Systematic review and model-based analysis to identify whether renal safety risks of URAT1 inhibitors are fully determined by uric acid-lowering efficacies

Renal safety risk is currently an important factor that hinders the development of uric acid transporter 1 (URAT1) inhibitors. This study aimed to compare the renal safety and uric acid-lowering efficacy of different URAT1 inhibitors and clarify the association between them. A systematic review of published randomized controlled trials on URAT1 inhibitors was conducted to investigate the incidence of renal safety events. A model-based analysis was performed to predict the uric acid-lowering efficacy of representative URAT1 inhibitors. The overall renal safety event incidences of lesinurad, verinurad, dotinurad, SHR4640, and benzbromarone in patients with hyperuricemia were 11.2 % (142/1264), 12.0 % (34/284), 0.5 % (2/421), 2.3 % (5/213), and 1.3 % (5/393), respectively. A semi-mechanistic pharmacokinetic/pharmacodynamic model was used to establish the dose–exposure–effect relationship of lesinurad, verinurad, dotinurad, and SHR4640 with or without the combination of xanthine oxidase inhibitors (XOIs). The efficacy ranking of the intermediate dose of URAT1 inhibitors with once-daily dosing was 2 mg dotinurad > 10 mg verinurad > 5 mg SHR4640 > 400 mg lesinurad. The combination of 80 mg febuxostat and 600 mg allopurinol reduced the 24-h cumulative renal uric acid excretion by 48.4 % and 48.3 %, respectively.
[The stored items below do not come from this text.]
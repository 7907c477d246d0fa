use glam::Mat4;
use id_arena::Arena;

use crate::scene_graph::mesh::{Mesh, MeshId};
use crate::scene_graph::object3d::{Object3D, ObjectId};

/// Relative error above which a TRS decomposition is treated as lossy.
const DECOMPOSITION_TOLERANCE: f32 = 1e-4;

#[derive(Default)]
pub struct Scene {
    pub objects: Arena<Object3D>,
    pub meshes: Arena<Mesh>,
}

impl Scene {
    pub fn new() -> Self {
        Self {
            objects: Arena::new(),
            meshes: Arena::new(),
        }
    }

    pub fn add_object(&mut self, object: Object3D) -> ObjectId {
        self.objects.alloc(object)
    }

    /// Creates an empty root-level object.
    pub fn create_object(&mut self, name: impl Into<String>) -> ObjectId {
        self.add_object(Object3D::named(name))
    }

    pub fn get_object(&self, id: ObjectId) -> Option<&Object3D> {
        self.objects.get(id)
    }

    pub fn get_object_mut(&mut self, id: ObjectId) -> Option<&mut Object3D> {
        self.objects.get_mut(id)
    }

    pub fn contains(&self, id: ObjectId) -> bool {
        self.objects.get(id).is_some()
    }

    pub fn get_object_by_name(&self, name: &str) -> Option<ObjectId> {
        self.objects
            .iter()
            .find(|(_, object)| object.name == name)
            .map(|(id, _)| id)
    }

    pub fn add_mesh(&mut self, mesh: Mesh) -> MeshId {
        self.meshes.alloc(mesh)
    }

    pub fn get_mesh(&self, id: MeshId) -> Option<&Mesh> {
        self.meshes.get(id)
    }

    pub fn parent_of(&self, id: ObjectId) -> Option<ObjectId> {
        self.objects.get(id).and_then(|object| object.parent_id)
    }

    /// Snapshot of the child list, in order.
    pub fn children_of(&self, id: ObjectId) -> Vec<ObjectId> {
        self.objects
            .get(id)
            .map(|object| object.child_ids.clone())
            .unwrap_or_default()
    }

    pub fn mesh_of(&self, id: ObjectId) -> Option<&Mesh> {
        self.objects.get(id).and_then(|object| object.mesh(self))
    }

    /// Objects without a parent, in allocation order.
    pub fn roots(&self) -> Vec<ObjectId> {
        self.objects
            .iter()
            .filter_map(|(id, object)| object.parent_id.is_none().then_some(id))
            .collect()
    }

    /// Returns true if `ancestor` is `id` itself or lies on its parent chain.
    pub fn is_ancestor_of(&self, ancestor: ObjectId, id: ObjectId) -> bool {
        let mut current = Some(id);
        while let Some(current_id) = current {
            if current_id == ancestor {
                return true;
            }
            current = self.parent_of(current_id);
        }
        false
    }

    /// World matrix of an object. Served from the transform's cache and
    /// recomputed along the parent chain when the cache is dirty.
    pub fn world_matrix(&self, id: ObjectId) -> Mat4 {
        let Some(object) = self.objects.get(id) else {
            return Mat4::IDENTITY;
        };

        if !object.transform.is_world_dirty() {
            return object.transform.get_world_matrix();
        }

        let parent_world = object
            .parent_id
            .map(|parent_id| self.world_matrix(parent_id))
            .unwrap_or(Mat4::IDENTITY);
        let world = parent_world * object.transform.get_local_matrix();
        object.transform.set_world_matrix(world);
        world
    }

    /// Invalidates world transforms for an object and all its descendants
    pub fn invalidate_object_hierarchy(&self, object_id: ObjectId) {
        if let Some(object) = self.objects.get(object_id) {
            object.transform.invalidate_world();

            for &child_id in &object.child_ids {
                self.invalidate_object_hierarchy(child_id);
            }
        }
    }

    /// Sets the parent of an object and updates child relationships. The local
    /// transform is kept as is, so the world pose follows the new parent.
    pub fn set_object_parent(&mut self, child_id: ObjectId, new_parent_id: Option<ObjectId>) {
        let Some(old_parent_id) = self.get_object(child_id).map(|child| child.parent_id) else {
            return;
        };
        if old_parent_id == new_parent_id || new_parent_id.is_some_and(|id| !self.contains(id)) {
            return;
        }

        // Remove from old parent's children list
        if let Some(old_parent) = old_parent_id.and_then(|id| self.get_object_mut(id)) {
            old_parent.child_ids.retain(|&id| id != child_id);
        }

        // Set new parent and add to new parent's children list
        if let Some(child) = self.get_object_mut(child_id) {
            child.parent_id = new_parent_id;
        }

        if let Some(new_parent) = new_parent_id.and_then(|id| self.get_object_mut(id)) {
            new_parent.child_ids.push(child_id);
        }

        // Invalidate world transforms for the moved object and its descendants
        self.invalidate_object_hierarchy(child_id);
    }

    /// Reparents an object while keeping its world-space pose by rewriting its
    /// local transform relative to the new parent. Returns whether the object
    /// is a child of `new_parent_id` afterwards.
    ///
    /// A parent with a singular world matrix (zero scale) cannot hold the pose,
    /// so the move is refused.
    pub fn set_object_parent_keep_world(
        &mut self,
        child_id: ObjectId,
        new_parent_id: Option<ObjectId>,
    ) -> bool {
        if !self.contains(child_id) || new_parent_id.is_some_and(|id| !self.contains(id)) {
            return false;
        }
        if self.parent_of(child_id) == new_parent_id {
            return true;
        }

        let world = self.world_matrix(child_id);
        let parent_world = new_parent_id
            .map(|parent_id| self.world_matrix(parent_id))
            .unwrap_or(Mat4::IDENTITY);

        let determinant = parent_world.determinant();
        if determinant == 0.0 || !determinant.is_finite() {
            log::warn!(
                "Cannot move {:?}: new parent {:?} has a degenerate world transform",
                self.get_object(child_id).map(|o| o.name.as_str()),
                new_parent_id
                    .and_then(|id| self.get_object(id))
                    .map(|o| o.name.as_str())
            );
            return false;
        }

        let local = parent_world.inverse() * world;

        if let Some(child) = self.get_object_mut(child_id) {
            child.transform.set_local_matrix(local);

            let tolerance = DECOMPOSITION_TOLERANCE
                * local
                    .to_cols_array()
                    .iter()
                    .fold(1.0_f32, |max, value| max.max(value.abs()));
            if !child.transform.get_local_matrix().abs_diff_eq(local, tolerance) {
                log::debug!("Shear dropped while reparenting {:?}", child.name);
            }
        }

        self.set_object_parent(child_id, new_parent_id);
        true
    }
}

#[cfg(test)]
mod tests {
    use glam::{Quat, Vec3};
    use log::Level;

    use super::*;
    use crate::scene_graph::transform::Transform;
    use crate::test_logger::capture_logs;

    fn set_transform(scene: &mut Scene, id: ObjectId, transform: Transform) {
        if let Some(object) = scene.get_object_mut(id) {
            object.transform = transform;
        }
        scene.invalidate_object_hierarchy(id);
    }

    fn child(scene: &mut Scene, name: &str, parent: ObjectId, transform: Transform) -> ObjectId {
        let id = scene.add_object(Object3D::named(name).with_transform(transform));
        scene.set_object_parent(id, Some(parent));
        id
    }

    #[test]
    fn set_parent_updates_both_sides() {
        let mut scene = Scene::new();
        let a = scene.create_object("A");
        let b = scene.create_object("B");
        let c = child(&mut scene, "C", a, Transform::default());

        scene.set_object_parent(c, Some(b));

        assert_eq!(scene.parent_of(c), Some(b));
        assert!(scene.children_of(a).is_empty());
        assert_eq!(scene.children_of(b), vec![c]);
    }

    #[test]
    fn reparent_to_same_parent_keeps_child_order() {
        let mut scene = Scene::new();
        let root = scene.create_object("Root");
        let first = child(&mut scene, "First", root, Transform::default());
        let second = child(&mut scene, "Second", root, Transform::default());

        scene.set_object_parent_keep_world(first, Some(root));

        assert_eq!(scene.children_of(root), vec![first, second]);
    }

    #[test]
    fn keep_world_reparent_preserves_pose() {
        let mut scene = Scene::new();
        let source = scene.add_object(Object3D::named("Source").with_transform(
            Transform::from_scale_rotation_translation(
                Vec3::splat(2.0),
                Quat::from_rotation_z(0.3),
                Vec3::new(1.0, 2.0, 3.0),
            ),
        ));
        let node = child(
            &mut scene,
            "Node",
            source,
            Transform::from_scale_rotation_translation(
                Vec3::ONE,
                Quat::from_rotation_x(0.5),
                Vec3::new(0.5, -1.0, 2.0),
            ),
        );
        let destination = scene.add_object(Object3D::named("Destination").with_transform(
            Transform::from_scale_rotation_translation(
                Vec3::splat(100.0),
                Quat::from_rotation_y(1.2),
                Vec3::new(-3.0, 0.0, 7.0),
            ),
        ));

        let before = scene.world_matrix(node);
        scene.set_object_parent_keep_world(node, Some(destination));
        let after = scene.world_matrix(node);

        assert_eq!(scene.parent_of(node), Some(destination));
        assert!(before.abs_diff_eq(after, 1e-3), "{before:?} != {after:?}");
    }

    #[test]
    fn reparent_to_none_makes_root() {
        let mut scene = Scene::new();
        let parent = scene.add_object(
            Object3D::named("Parent").with_transform(Transform::from_translation(Vec3::X)),
        );
        let node = child(&mut scene, "Node", parent, Transform::from_translation(Vec3::Y));

        scene.set_object_parent_keep_world(node, None);

        assert_eq!(scene.parent_of(node), None);
        assert!(scene.roots().contains(&node));
        assert!(scene.objects[node]
            .transform
            .translation()
            .abs_diff_eq(Vec3::new(1.0, 1.0, 0.0), 1e-6));
    }

    #[test]
    fn ancestor_check_walks_parent_chain() {
        let mut scene = Scene::new();
        let a = scene.create_object("A");
        let b = child(&mut scene, "B", a, Transform::default());
        let c = child(&mut scene, "C", b, Transform::default());
        let other = scene.create_object("Other");

        assert!(scene.is_ancestor_of(a, c));
        assert!(scene.is_ancestor_of(c, c));
        assert!(!scene.is_ancestor_of(c, a));
        assert!(!scene.is_ancestor_of(other, c));
    }

    #[test]
    fn world_matrix_is_cached_until_invalidated() {
        let mut scene = Scene::new();
        let a = scene.add_object(
            Object3D::named("A").with_transform(Transform::from_translation(Vec3::X)),
        );
        let b = child(&mut scene, "B", a, Transform::from_translation(Vec3::Y));
        assert!(scene.objects[b].transform.is_world_dirty());

        let world = scene.world_matrix(b);

        assert!(!scene.objects[a].transform.is_world_dirty());
        assert!(!scene.objects[b].transform.is_world_dirty());
        assert_eq!(scene.objects[b].transform.get_world_matrix(), world);

        set_transform(&mut scene, a, Transform::from_translation(Vec3::Z));
        assert!(scene.objects[b].transform.is_world_dirty());
        assert!(scene
            .world_matrix(b)
            .abs_diff_eq(Mat4::from_translation(Vec3::new(0.0, 1.0, 1.0)), 1e-6));
    }

    #[test]
    fn reparent_refreshes_cached_world_of_descendants() {
        let mut scene = Scene::new();
        let a = scene.add_object(
            Object3D::named("A").with_transform(Transform::from_translation(Vec3::X)),
        );
        let b = scene.add_object(
            Object3D::named("B").with_transform(Transform::from_translation(Vec3::Z)),
        );
        let node = child(&mut scene, "Node", a, Transform::default());
        let leaf = child(&mut scene, "Leaf", node, Transform::from_translation(Vec3::Y));
        scene.world_matrix(leaf);

        scene.set_object_parent(node, Some(b));

        assert!(scene
            .world_matrix(leaf)
            .abs_diff_eq(Mat4::from_translation(Vec3::new(0.0, 1.0, 1.0)), 1e-6));
    }

    #[test]
    fn zero_scale_parent_refuses_move() {
        let mut scene = Scene::new();
        let source = scene.create_object("Source");
        let node = child(
            &mut scene,
            "Node",
            source,
            Transform::from_translation(Vec3::new(1.0, 2.0, 3.0)),
        );
        let collapsed = scene.add_object(Object3D::named("Collapsed").with_transform(
            Transform::from_scale_rotation_translation(Vec3::ZERO, Quat::IDENTITY, Vec3::ZERO),
        ));

        let (moved, records) =
            capture_logs(|| scene.set_object_parent_keep_world(node, Some(collapsed)));

        assert!(!moved);
        assert_eq!(scene.parent_of(node), Some(source));
        assert_eq!(
            scene.objects[node].transform.translation(),
            Vec3::new(1.0, 2.0, 3.0)
        );
        assert_eq!(
            records.iter().filter(|(level, _)| *level == Level::Warn).count(),
            1
        );
    }

    #[test]
    fn shear_is_dropped_when_reparenting() {
        let mut scene = Scene::new();
        let stretched = scene.add_object(Object3D::named("Stretched").with_transform(
            Transform::from_scale_rotation_translation(
                Vec3::new(1.0, 3.0, 1.0),
                Quat::IDENTITY,
                Vec3::ZERO,
            ),
        ));
        let node = child(
            &mut scene,
            "Node",
            stretched,
            Transform::from_scale_rotation_translation(
                Vec3::ONE,
                Quat::from_rotation_z(std::f32::consts::FRAC_PI_4),
                Vec3::ZERO,
            ),
        );

        let before = scene.world_matrix(node);
        let (moved, records) = capture_logs(|| scene.set_object_parent_keep_world(node, None));
        let after = scene.world_matrix(node);

        // The move still happens; only the sheared part of the pose is lost.
        assert!(moved);
        assert_eq!(scene.parent_of(node), None);
        assert!(!before.abs_diff_eq(after, 1e-3));
        assert!(records.iter().any(|(level, message)| {
            *level == Level::Debug && message.contains("Shear dropped")
        }));
    }

    #[test]
    fn get_object_mut_edits_in_place() {
        let mut scene = Scene::new();
        let id = scene.create_object("Before");

        if let Some(object) = scene.get_object_mut(id) {
            object.name = "After".to_string();
        }

        assert_eq!(scene.get_object_by_name("After"), Some(id));
    }
}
Uric acid-lowering efficacy is not an independent factor for the renal safety risk of different URAT1 inhibitors, and structural differences could be responsible for the difference. The adverse renal effects of URAT1 inhibitors are dose-dependent, and the combination with high doses of XOIs can significantly reduce the renal safety risk by reducing uric acid excretion by the kidneys.